> [EXERCISE OBJECTIVE]:
From the first line to the last, print the data exactly as it appears.

> [Collected data]:
........
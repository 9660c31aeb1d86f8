use anyhow::Result;
use auto_video_catalog::component::{FfmpegDecoder, PipelineController, PipelineOptions};
use auto_video_catalog::config::Config;
use auto_video_catalog::init;
use auto_video_catalog::menu::show_main_menu;
use auto_video_catalog::signal::setup_shutdown_signal;
use console::{Term, style};
use log::{info, warn};
use rust_i18n::t;
use std::path::Path;
use std::sync::Arc;

#[macro_use]
extern crate rust_i18n;

i18n!("locales", fallback = "en-US");

fn main() -> Result<()> {
    init::init();
    let term = Term::stdout();
    let shutdown_signal = setup_shutdown_signal()?;

    let mut config = Config::new();
    rust_i18n::set_locale(config.settings.language.as_str());

    FfmpegDecoder::check_available()?;

    let options = PipelineOptions::from_settings(&config.settings);
    let controller = PipelineController::new(Arc::new(FfmpegDecoder::default()), options)?;

    // 套用上次的監看資料夾
    if let Some(path) = config.settings.watch_directory.clone() {
        if let Err(e) = controller.set_watch_directory(Path::new(&path)) {
            warn!("無法恢復監看資料夾 {path}: {e:#}");
        }
    }

    loop {
        match show_main_menu(&term, &shutdown_signal, &mut config, &controller) {
            Ok(true) => {}
            Ok(false) => {
                term.clear_screen()?;
                println!("\n{}", style(t!("main_menu.goodbye")).green().bold());
                info!("Program exited normally");
                break;
            }
            Err(e) => {
                warn!("Program error: {e}");
                eprintln!("{} {}", style(t!("main_menu.error_prefix")).red().bold(), e);
                break;
            }
        }
    }

    controller.shutdown();
    Ok(())
}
........
> [WORKED SOLUTION]:
repository 9660c31aeb1d86f8
use anyhow::Result;
use auto_video_catalog::component::{FfmpegDecoder, PipelineController, PipelineOptions};
use auto_video_catalog::config::Config;
use auto_video_catalog::init;
use auto_video_catalog::menu::show_main_menu;
use auto_video_catalog::signal::setup_shutdown_signal;
use console::{Term, style};
use log::{info, warn};
use rust_i18n::t;
use std::path::Path;
use std::sync::Arc;

#[macro_use]
extern crate rust_i18n;

i18n!("locales", fallback = "en-US");

fn main() -> Result<()> {
    init::init();
    let term = Term::stdout();
    let shutdown_signal = setup_shutdown_signal()?;

    let mut config = Config::new();
    rust_i18n::set_locale(config.settings.language.as_str());

    FfmpegDecoder::check_available()?;

    let options = PipelineOptions::from_settings(&config.settings);
    let controller = PipelineController::new(Arc::new(FfmpegDecoder::default()), options)?;

    // 套用上次的監看資料夾
    if let Some(path) = config.settings.watch_directory.clone() {
        if let Err(e) = controller.set_watch_directory(Path::new(&path)) {
            warn!("無法恢復監看資料夾 {path}: {e:#}");
        }
    }

    loop {
        match show_main_menu(&term, &shutdown_signal, &mut config, &controller) {
            Ok(true) => {}
            Ok(false) => {
                term.clear_screen()?;
                println!("\n{}", style(t!("main_menu.goodbye")).green().bold());
                info!("Program exited normally");
                break;
            }
            Err(e) => {
                warn!("Program error: {e}");
                eprintln!("{} {}", style(t!("main_menu.error_prefix")).red().bold(), e);
                break;
            }
        }
    }

    controller.shutdown();
    Ok(())
}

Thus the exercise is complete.